A recent report titled Drive-by America(PDF) proves his point. The Violence Policy Center recorded all news articles appearing on a Google search with the words “drive-by” in them for the first six months of 2008. They found that the entire state of California had the most -- with 148 drive-bys -- a number far below reality.
 
LAPD reported 218 drive-by shootings during the first six months of 2008 in Los Angeles alone. But of the drive-bys that reached LAPD, only a handful ever reached the ears of the public.
 
Officer Karen Rayner of LAPD‘s media relations section also acknowledged that number may be even higher considering many drive-bys happen without even the attention of LAPD or neighborhood watch programs.
 
“The number of drive-bys are difficult to determine because who knows how many shootings there were where no one was hit,” Rayner said, “and if they were, a lot of times we don’t even know about it until they get to the hospital because gangs don’t want to cooperate with us.”
 
But LAPD and the media do not carry sole responsibility. Many gang-prevention and intervention organizations play a vital role in answering the call of increased drive-by shootings.
 
“The main purpose in training the community is to empower the community.

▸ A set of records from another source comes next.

//! The table state store.
//!
//! One owned object holds every state slice; UI layers are pure
//! observers. Setters never mutate in place: they build the replacement
//! value, swap it in, then notify synchronously - the fetch path first,
//! then external observers, so a host persisting "current state"
//! captures the state that caused the in-flight fetch.

use std::collections::BTreeMap;

use tracing::debug;

use grid_model::{
    CanonicalQuery, ColumnPinning, FilterGroup, FilterLogic, FilterOperator, FilterRule,
    LayoutSnapshot, PaginationState, SessionSnapshot, SortEntry,
};
use serde_json::Value;

use crate::feature::TableFeature;

/// Every state slice the grid queries or persists.
#[derive(Debug, Clone, Default)]
pub struct TableState {
    pub sorting: Vec<SortEntry>,
    pub pagination: PaginationState,
    pub global_filter: String,
    /// Applied column filters - these drive queries.
    pub filters: FilterGroup,
    /// Draft column filters - edited freely, affecting nothing until
    /// applied.
    pub pending: FilterGroup,
    pub column_order: Vec<String>,
    pub column_visibility: BTreeMap<String, bool>,
    pub column_sizing: BTreeMap<String, f64>,
    pub column_pinning: ColumnPinning,
    pub show_deleted: bool,
}

type QueryListener = Box<dyn FnMut(&CanonicalQuery) + Send>;
type StateObserver = Box<dyn FnMut(&TableState) + Send>;

/// Pure-update state container with subscriber notification.
pub struct TableStore {
    state: TableState,
    query_listener: Option<QueryListener>,
    observers: Vec<(usize, StateObserver)>,
    next_observer_id: usize,
}

impl TableStore {
    /// A store with default state and no features.
    pub fn new() -> Self {
        Self {
            state: TableState::default(),
            query_listener: None,
            observers: Vec::new(),
            next_observer_id: 0,
        }
    }

    /// Compose features into the initial state.
    pub fn with_features(features: &[&dyn TableFeature]) -> Self {
        let mut store = Self::new();
        for feature in features {
            debug!(feature = feature.name(), "initializing table feature");
            feature.initialize(&mut store.state);
        }
        store
    }

    /// Current state, read-only.
    pub fn state(&self) -> &TableState {
        &self.state
    }

    /// Register the fetch-path listener. It is notified before any
    /// observer, with the recomputed canonical query.
    pub fn set_query_listener(&mut self, listener: impl FnMut(&CanonicalQuery) + Send + 'static) {
        self.query_listener = Some(Box::new(listener));
    }

    /// Subscribe an external state observer; returns a token for
    /// `unsubscribe`.
    pub fn subscribe(&mut self, observer: impl FnMut(&TableState) + Send + 'static) -> usize {
        let id = self.next_observer_id;
        self.next_observer_id += 1;
        self.observers.push((id, Box::new(observer)));
        id
    }

    /// Remove a previously subscribed observer.
    pub fn unsubscribe(&mut self, token: usize) {
        self.observers.retain(|(id, _)| *id != token);
    }

    /// Derive the canonical query from the current state.
    pub fn canonical_query(&self) -> CanonicalQuery {
        CanonicalQuery {
            sorting: self.state.sorting.clone(),
            pagination: self.state.pagination,
            global_filter: self.state.global_filter.clone(),
            filters: self.state.filters.clone(),
            selection: None,
            show_deleted: self.state.show_deleted,
        }
    }

    // ========================================================================
    // Sorting
    // ========================================================================

    /// Replace the sort order. Entries with an empty column id are
    /// dropped: three-state sort cycling produces one transient invalid
    /// entry when passing through "unset".
    pub fn set_sorting(&mut self, sorting: Vec<SortEntry>) {
        self.state.sorting = sorting.into_iter().filter(SortEntry::is_valid).collect();
        self.notify_query_change();
    }

    /// Functional update over the current sort order.
    pub fn update_sorting(&mut self, update: impl FnOnce(&[SortEntry]) -> Vec<SortEntry>) {
        let next = update(&self.state.sorting);
        self.set_sorting(next);
    }

    // ========================================================================
    // Pagination
    // ========================================================================

    /// Jump to a page.
    pub fn set_page_index(&mut self, page_index: usize) {
        self.state.pagination.page_index = page_index;
        self.notify_query_change();
    }

    /// Change the page size. Resets the page index to 0; keeping the
    /// old index could point past the end of the resized result.
    pub fn set_page_size(&mut self, page_size: usize) {
        self.state.pagination = PaginationState::new(0, page_size);
        self.notify_query_change();
    }

    /// Functional update over pagination. Page-size changes through
    /// this path reset the index as well.
    pub fn update_pagination(
        &mut self,
        update: impl FnOnce(&PaginationState) -> PaginationState,
    ) {
        let prev = self.state.pagination;
        let next = update(&prev);
        if next.page_size != prev.page_size {
            self.state.pagination = PaginationState::new(0, next.page_size);
        } else {
            self.state.pagination = next;
        }
        self.notify_query_change();
    }

    // ========================================================================
    // Global Filter
    // ========================================================================

    /// Set the free-text filter.
    pub fn set_global_filter(&mut self, text: impl Into<String>) {
        self.state.global_filter = text.into();
        self.notify_query_change();
    }

    /// Include or exclude soft-deleted rows.
    pub fn set_show_deleted(&mut self, show: bool) {
        self.state.show_deleted = show;
        self.notify_query_change();
    }

    // ========================================================================
    // Column Filters (draft / apply)
    // ========================================================================
    //
    // Pending edits never notify the fetch path: the draft/apply split
    // exists so multi-filter edits do not trigger a fetch per keystroke.

    /// Add a draft rule.
    pub fn add_pending_filter(&mut self, rule: FilterRule) {
        self.state.pending.add(rule);
    }

    /// Remove a draft rule by id.
    pub fn remove_pending_filter(&mut self, rule_id: &str) -> bool {
        self.state.pending.remove(rule_id)
    }

    /// Edit a draft rule's value.
    pub fn set_pending_value(&mut self, rule_id: &str, value: Value) -> bool {
        match self.state.pending.get_mut(rule_id) {
            Some(rule) => {
                rule.value = value;
                true
            }
            None => false,
        }
    }

    /// Edit a draft rule's operator.
    pub fn set_pending_operator(&mut self, rule_id: &str, operator: FilterOperator) -> bool {
        match self.state.pending.get_mut(rule_id) {
            Some(rule) => {
                rule.operator = operator;
                true
            }
            None => false,
        }
    }

    /// Change the draft combination logic.
    pub fn set_pending_logic(&mut self, logic: FilterLogic) {
        self.state.pending.logic = logic;
    }

    /// Discard all draft rules.
    pub fn clear_pending_filters(&mut self) {
        self.state.pending = FilterGroup::new(self.state.pending.logic);
    }

    /// Copy the draft group into the applied group atomically, then -
    /// and only then - notify the fetch path.
    pub fn apply_filters(&mut self) {
        self.state.filters = self.state.pending.clone();
        self.notify_query_change();
    }

    /// Clear both draft and applied filters.
    pub fn clear_filters(&mut self) {
        let logic = self.state.filters.logic;
        self.state.pending = FilterGroup::new(logic);
        self.state.filters = FilterGroup::new(logic);
        self.notify_query_change();
    }

    // ========================================================================
    // Column Layout
    // ========================================================================
    //
    // Layout does not participate in the canonical query; these notify
    // observers only (for persistence).

    /// Replace the column display order.
    pub fn set_column_order(&mut self, order: Vec<String>) {
        self.state.column_order = order;
        self.notify_observers();
    }

    /// Show or hide a column.
    pub fn set_column_visible(&mut self, column_id: impl Into<String>, visible: bool) {
        self.state
            .column_visibility
            .insert(column_id.into(), visible);
        self.notify_observers();
    }

    /// Record a column width.
    pub fn set_column_size(&mut self, column_id: impl Into<String>, width: f64) {
        self.state.column_sizing.insert(column_id.into(), width);
        self.notify_observers();
    }

    /// Replace the pinning assignment.
    pub fn set_column_pinning(&mut self, pinning: ColumnPinning) {
        self.state.column_pinning = pinning;
        self.notify_observers();
    }

    // ========================================================================
    // Snapshot / Restore
    // ========================================================================

    /// Capture the persisted layout shape.
    pub fn layout_snapshot(&self) -> LayoutSnapshot {
        LayoutSnapshot {
            column_visibility: self.state.column_visibility.clone(),
            column_order: self.state.column_order.clone(),
            column_sizing: self.state.column_sizing.clone(),
            column_pinning: self.state.column_pinning.clone(),
        }
    }

    /// Restore a layout snapshot by replaying it through the setters.
    pub fn restore_layout(&mut self, layout: &LayoutSnapshot) {
        self.set_column_order(layout.column_order.clone());
        for (id, visible) in &layout.column_visibility {
            self.set_column_visible(id.clone(), *visible);
        }
        for (id, width) in &layout.column_sizing {
            self.set_column_size(id.clone(), *width);
        }
        self.set_column_pinning(layout.column_pinning.clone());
    }

    /// Capture the session-scoped view shape.
    pub fn session_snapshot(&self) -> SessionSnapshot {
        SessionSnapshot {
            sorting: self.state.sorting.clone(),
            pagination: self.state.pagination,
            global_filter: self.state.global_filter.clone(),
            column_filter: self.state.filters.clone(),
            show_deleted: Some(self.state.show_deleted),
        }
    }

    /// Restore a session snapshot through the setters, so the same
    /// invariants hold as for interactive updates. Page size is applied
    /// before page index because the size setter resets the index.
    pub fn restore_session(&mut self, session: &SessionSnapshot) {
        self.set_sorting(session.sorting.clone());
        self.set_page_size(session.pagination.page_size);
        self.set_page_index(session.pagination.page_index);
        self.set_global_filter(session.global_filter.clone());
        self.state.pending = session.column_filter.clone();
        self.apply_filters();
        if let Some(show) = session.show_deleted {
            self.set_show_deleted(show);
        }
    }

    // ========================================================================
    // Notification
    // ========================================================================

    fn notify_query_change(&mut self) {
        let query = self.canonical_query();
        if let Some(listener) = &mut self.query_listener {
            listener(&query);
        }
        self.notify_observers();
    }

    fn notify_observers(&mut self) {
        for (_, observer) in &mut self.observers {
            observer(&self.state);
        }
    }
}

impl Default for TableStore {
    fn default() -> Self {
        Self::new()
    }
}
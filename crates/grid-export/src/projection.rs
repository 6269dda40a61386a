//! Row projection: turn a row into the cells the artifact will carry.
//!
//! Exports see exactly what the grid shows. Hidden columns are skipped
//! and each cell goes through the column's resolution and formatting,
//! so a formatted currency column exports its formatted text.

use grid_model::row::Row;
use grid_model::ColumnSpec;

/// Headers for the artifact, visible columns only, export header wins.
pub fn export_headers(columns: &[ColumnSpec]) -> Vec<String> {
    columns
        .iter()
        .filter(|column| column.visible)
        .map(|column| column.effective_header().to_string())
        .collect()
}

/// Project one row through the visible columns.
pub fn project_row(columns: &[ColumnSpec], row: &Row) -> Vec<String> {
    columns
        .iter()
        .filter(|column| column.visible)
        .map(|column| column.display(row))
        .collect()
}

#[cfg(test)]
mod tests {
    use super::*;
    use serde_json::json;

    fn columns() -> Vec<ColumnSpec> {
        vec![
            ColumnSpec::new("name", "Name"),
            ColumnSpec::new("secret", "Secret").hidden(),
            ColumnSpec::new("price", "Price")
                .with_export_header("Unit Price")
                .with_formatter(|v| format!("${:.2}", v.as_f64().unwrap_or(0.0))),
        ]
    }

    #[test]
    fn hidden_columns_are_skipped() {
        assert_eq!(export_headers(&columns()), vec!["Name", "Unit Price"]);
    }

    #[test]
    fn cells_use_display_formatting() {
        let row = Row::from_value(json!({"name": "Widget", "secret": "x", "price": 3.5}));
        assert_eq!(project_row(&columns(), &row), vec!["Widget", "$3.50"]);
    }

    #[test]
    fn missing_fields_project_empty() {
        let row = Row::from_value(json!({}));
        assert_eq!(project_row(&columns(), &row), vec!["", "$0.00"]);
    }
}
//! Persisted layout and session shapes.
//!
//! The engine does not own storage: hosts persist these through any
//! `get(key)`/`set(key, value)` store and restore them by replaying the
//! values through the state store's setters. Layout is long-lived
//! (column geometry); session is shorter-lived (what the user was
//! looking at).

use std::collections::BTreeMap;

use serde::{Deserialize, Serialize};

use crate::filter::FilterGroup;
use crate::pagination::PaginationState;
use crate::sort::SortEntry;

/// Pinned column ids by side.
#[derive(Debug, Clone, Default, PartialEq, Eq, Serialize, Deserialize)]
pub struct ColumnPinning {
    pub left: Vec<String>,
    pub right: Vec<String>,
}

/// Long-lived column layout snapshot.
#[derive(Debug, Clone, Default, PartialEq, Serialize, Deserialize)]
#[serde(rename_all = "camelCase")]
pub struct LayoutSnapshot {
    pub column_visibility: BTreeMap<String, bool>,
    pub column_order: Vec<String>,
    pub column_sizing: BTreeMap<String, f64>,
    pub column_pinning: ColumnPinning,
}

/// Session-scoped view snapshot.
#[derive(Debug, Clone, Default, PartialEq, Serialize, Deserialize)]
#[serde(rename_all = "camelCase")]
pub struct SessionSnapshot {
    pub sorting: Vec<SortEntry>,
    pub pagination: PaginationState,
    pub global_filter: String,
    pub column_filter: FilterGroup,
    #[serde(skip_serializing_if = "Option::is_none")]
    pub show_deleted: Option<bool>,
}

#[cfg(test)]
mod tests {
    use super::*;

    #[test]
    fn layout_round_trips_through_json() {
        let mut layout = LayoutSnapshot::default();
        layout.column_visibility.insert("a".to_string(), false);
        layout.column_order = vec!["b".to_string(), "a".to_string()];
        layout.column_sizing.insert("a".to_string(), 120.0);
        layout.column_pinning.left.push("b".to_string());

        let json = serde_json::to_string(&layout).unwrap();
        let back: LayoutSnapshot = serde_json::from_str(&json).unwrap();
        assert_eq!(layout, back);
    }
}
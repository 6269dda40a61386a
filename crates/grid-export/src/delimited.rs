//! CSV artifact writer.

use std::fs::File;
use std::path::Path;

use crate::pipeline::ArtifactWriter;
use crate::types::ExportError;

/// Streams rows to a CSV file with RFC 4180 quoting.
pub struct CsvWriter {
    inner: csv::Writer<File>,
}

impl CsvWriter {
    pub fn create(path: &Path) -> Result<Self, ExportError> {
        let file = File::create(path)
            .map_err(|e| ExportError::Processing(format!("create {}: {e}", path.display())))?;
        Ok(Self {
            inner: csv::Writer::from_writer(file),
        })
    }
}

impl ArtifactWriter for CsvWriter {
    fn write_header(&mut self, headers: &[String]) -> Result<(), ExportError> {
        self.inner
            .write_record(headers)
            .map_err(|e| ExportError::Processing(format!("write header: {e}")))
    }

    fn write_row(&mut self, cells: &[String]) -> Result<(), ExportError> {
        self.inner
            .write_record(cells)
            .map_err(|e| ExportError::Processing(format!("write row: {e}")))
    }

    fn finish(&mut self) -> Result<(), ExportError> {
        self.inner
            .flush()
            .map_err(|e| ExportError::Processing(format!("flush: {e}")))
    }
}
//! Include/exclude selection state and host-facing snapshots.
//!
//! A selection is either the explicit member set (`include`) or the
//! complement of a small exclusion list against an implicit universe
//! (`exclude`). The exclude form is what makes "select all 500,000
//! matching rows" representable without enumerating them.

use std::collections::BTreeSet;

use serde::{Deserialize, Serialize};

/// How the id set is interpreted.
#[derive(Debug, Clone, Copy, Default, PartialEq, Eq, Serialize, Deserialize)]
#[serde(rename_all = "lowercase")]
pub enum SelectionKind {
    /// `ids` are the selected rows.
    #[default]
    Include,
    /// Every matching row except `ids` is selected.
    Exclude,
}

/// Raw selection state. The set never holds duplicates.
#[derive(Debug, Clone, Default, PartialEq, Eq, Serialize, Deserialize)]
pub struct SelectionState {
    pub ids: BTreeSet<String>,
    #[serde(rename = "type")]
    pub kind: SelectionKind,
}

impl SelectionState {
    /// Empty include selection: nothing selected.
    pub fn none() -> Self {
        Self::default()
    }

    /// Exclude-with-empty-exclusions: everything matching is selected.
    pub fn all_matching() -> Self {
        Self {
            ids: BTreeSet::new(),
            kind: SelectionKind::Exclude,
        }
    }

    /// Whether a row id is currently selected.
    pub fn is_selected(&self, id: &str) -> bool {
        match self.kind {
            SelectionKind::Include => self.ids.contains(id),
            SelectionKind::Exclude => !self.ids.contains(id),
        }
    }

    /// Number of selected rows given the total matching-row count.
    ///
    /// This is the only selection operation that needs knowledge from
    /// outside the set itself; `total` comes from the fetch
    /// coordinator's last known total.
    pub fn selected_count(&self, total: u64) -> u64 {
        match self.kind {
            SelectionKind::Include => self.ids.len() as u64,
            SelectionKind::Exclude => total.saturating_sub(self.ids.len() as u64),
        }
    }

    /// Whether any row at all is selected, given the total.
    pub fn any_selected(&self, total: u64) -> bool {
        self.selected_count(total) > 0
    }
}

/// Selection snapshot handed to a server-mode host, letting it apply
/// the same include/exclude algebra server-side instead of shipping
/// every row id.
#[derive(Debug, Clone, Default, PartialEq, Eq, Serialize, Deserialize)]
#[serde(rename_all = "camelCase")]
pub struct SelectionSnapshot {
    pub has_selection: bool,
    pub select_all_matching: bool,
    pub selected_ids: Vec<String>,
    pub excluded_ids: Vec<String>,
}

impl SelectionSnapshot {
    /// Snapshot the current state.
    pub fn from_state(state: &SelectionState) -> Self {
        match state.kind {
            SelectionKind::Include => Self {
                has_selection: !state.ids.is_empty(),
                select_all_matching: false,
                selected_ids: state.ids.iter().cloned().collect(),
                excluded_ids: Vec::new(),
            },
            SelectionKind::Exclude => Self {
                has_selection: true,
                select_all_matching: state.ids.is_empty(),
                selected_ids: Vec::new(),
                excluded_ids: state.ids.iter().cloned().collect(),
            },
        }
    }
}

#[cfg(test)]
mod tests {
    use super::*;
    use proptest::prelude::*;

    #[test]
    fn exclude_complements_membership() {
        let mut state = SelectionState::all_matching();
        state.ids.insert("r5".to_string());
        assert!(!state.is_selected("r5"));
        assert!(state.is_selected("r1"));
    }

    #[test]
    fn snapshot_distinguishes_all_matching() {
        let all = SelectionSnapshot::from_state(&SelectionState::all_matching());
        assert!(all.select_all_matching && all.has_selection);

        let mut minus_one = SelectionState::all_matching();
        minus_one.ids.insert("x".to_string());
        let snap = SelectionSnapshot::from_state(&minus_one);
        assert!(!snap.select_all_matching);
        assert_eq!(snap.excluded_ids, vec!["x".to_string()]);
    }

    proptest! {
        // selectedCount(total) == total - |ids| for exclude,
        // |ids| for include, whenever total >= |ids|.
        #[test]
        fn count_algebra(ids in proptest::collection::btree_set("[a-z]{1,4}", 0..32), extra in 0u64..1000) {
            let total = ids.len() as u64 + extra;
            let include = SelectionState { ids: ids.clone(), kind: SelectionKind::Include };
            prop_assert_eq!(include.selected_count(total), ids.len() as u64);
            let exclude = SelectionState { ids: ids.clone(), kind: SelectionKind::Exclude };
            prop_assert_eq!(exclude.selected_count(total), total - ids.len() as u64);
        }
    }
}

If you’re not teaching the community and empowering them to have peacemaking skills, then you are really do a disservice to them,” said Aquil Basheer, executive director at Maximum Force Enterprises. “The community needs to learn how to be self-sufficient.”
 
Training the community in education and safety seems to be an increasingly common approach to dealing with gang violence.
 
Basheer said his group has a program that prevents the crimes to take place but also trains, prepares and empowers the community to defensively protect themselves when drive-bys happen.
 
“At a bus stop, don’t have your back to the street. When crossing the intersection look for some sort of cover,” Basheer said. “Look for the coloration of the vehicle, the movement of the vehicle, are there tinted windows, has the car circled two or three times…”
 
Basheer splits his training into categories of how to “interpret,” how to “manage” and how to “survive.”
 
Other programs like Big Homies or A Better LA use intervention tactics to settle disputes peacefully between gangs and comfort victims and the victims’ families to prevent retaliation.
 
But many of these programs lack funding, and some even go as far to say they don’t get the credit LAPD does while being just as important. 
 
“City officials have to look at this particular public safety wing [gang prevention and intervention] as a legitimate profession and fund it adequately,” Muhammad said. “This is a national crisis that must and needs to be addressed by every city and government official, every activist and community organization, and every member of society.”
 
At least one group sees the progress.
 
“I feel that it is going very well. Homicide rates in Los Angeles are at a historic low. They have gone down several years in a row.” said Brian Center, executive director of A Better LA. “Obviously they are way too high still. But we have seen great improvement.”